▶ _Task item_: Only the lines from the opening of the material through the one containing "component unconditionally requires" should be reproduced, each exactly as it stands.

▶ _Task input_:
* * * * * * *

impl CompositionRoot {
    /// Creates a root for the given stack.
    #[must_use]
    pub fn new(settings: StackSettings) -> Self {
        let namer = Namer::new(&settings);
        Self { settings, namer }
    }

    /// Stack settings this root composes with.
    #[must_use]
    pub const fn settings(&self) -> &StackSettings {
        &self.settings
    }

    /// Runs a composition pass over `config`.
    ///
    /// # Errors
    ///
    /// Returns [`StratusError::Configuration`] if the domain name (or a name
    /// derived from it) is invalid or a component unconditionally requires
    /// one that was omitted, [`StratusError::Dependency`] if a handle is
    /// missing when its dependent runs, and [`StratusError::InvalidSpec`] if
    /// the stack name or a component's low-level parameter is malformed.
    pub fn compose(&self, config: &ConfigurationBundle) -> Result<CompositionResult> {
        self.settings.validate()?;
        let config = config.clone().normalized();
        tracing::info!(
            stack = %self.settings.stack_name,
            domain = config.domain_name.as_deref().unwrap_or("-"),
            "starting composition pass"
        );

        let domain = config
            .domain_name
            .as_deref()
            .map(DomainName::parse)
            .transpose()
            .map_err(into_configuration)?;

        let graph = DependencyGraph::topology();
        let order = graph.resolve_order()?;

        let mut pass = Pass {
            root: self,
            config,
            domain,
            graph,
            realized: Realized::default(),
            slots: BTreeMap::new(),
            skipped: BTreeSet::new(),
            diagnostics: Vec::new(),
            manifest: Manifest::new(STACK_DESCRIPTION),
        };
        for &kind in &order {
            pass.check_dependencies(kind)?;
            pass.instantiate(kind)?;
        }
        pass.finish(order)
    }
}

/// Handles produced so far in the pass.
#[derive(Debug, Default)]
struct Realized {
    network: Option<NetworkHandle>,
    compute: Option<ComputeHandle>,
    buckets: Option<BucketPair>,
    identity: Option<IdentityHandle>,
    endpoint: Option<EndpointHandle>,
    zone: Option<ZoneRecord>,
    channel: Option<ChannelIdentity>,
    alarm: Option<AlarmBinding>,
}

struct Pass<'a> {
    root: &'a CompositionRoot,
    config: ConfigurationBundle,
    domain: Option<DomainName>,
    graph: DependencyGraph,
    realized: Realized,
    slots: BTreeMap<ComponentKind, Slot>,
    skipped: BTreeSet<ComponentKind>,
    diagnostics: Vec<Diagnostic>,
    manifest: Manifest,
}
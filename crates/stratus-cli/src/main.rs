//! # stratus: Stratus CLI
//!
//! Composes the Stratus topology from a configuration bundle and emits a
//! dependency-ordered infrastructure manifest.

mod commands;
mod output;

use clap::Parser;

use crate::commands::Cli;

fn main() -> anyhow::Result<()> {
    tracing_subscriber::fmt()
        .with_env_filter(tracing_subscriber::EnvFilter::from_default_env())
        .with_writer(std::io::stderr)
        .init();

    let cli = Cli::parse();
    commands::execute(cli)
}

* * * * * * *

▶ _Solved exercise_:
impl CompositionRoot {
    /// Creates a root for the given stack.
    #[must_use]
    pub fn new(settings: StackSettings) -> Self {
        let namer = Namer::new(&settings);
        Self { settings, namer }
    }

    /// Stack settings this root composes with.
    #[must_use]
    pub const fn settings(&self) -> &StackSettings {
        &self.settings
    }

    /// Runs a composition pass over `config`.
    ///
    /// # Errors
    ///
    /// Returns [`StratusError::Configuration`] if the domain name (or a name
    /// derived from it) is invalid or a component unconditionally requires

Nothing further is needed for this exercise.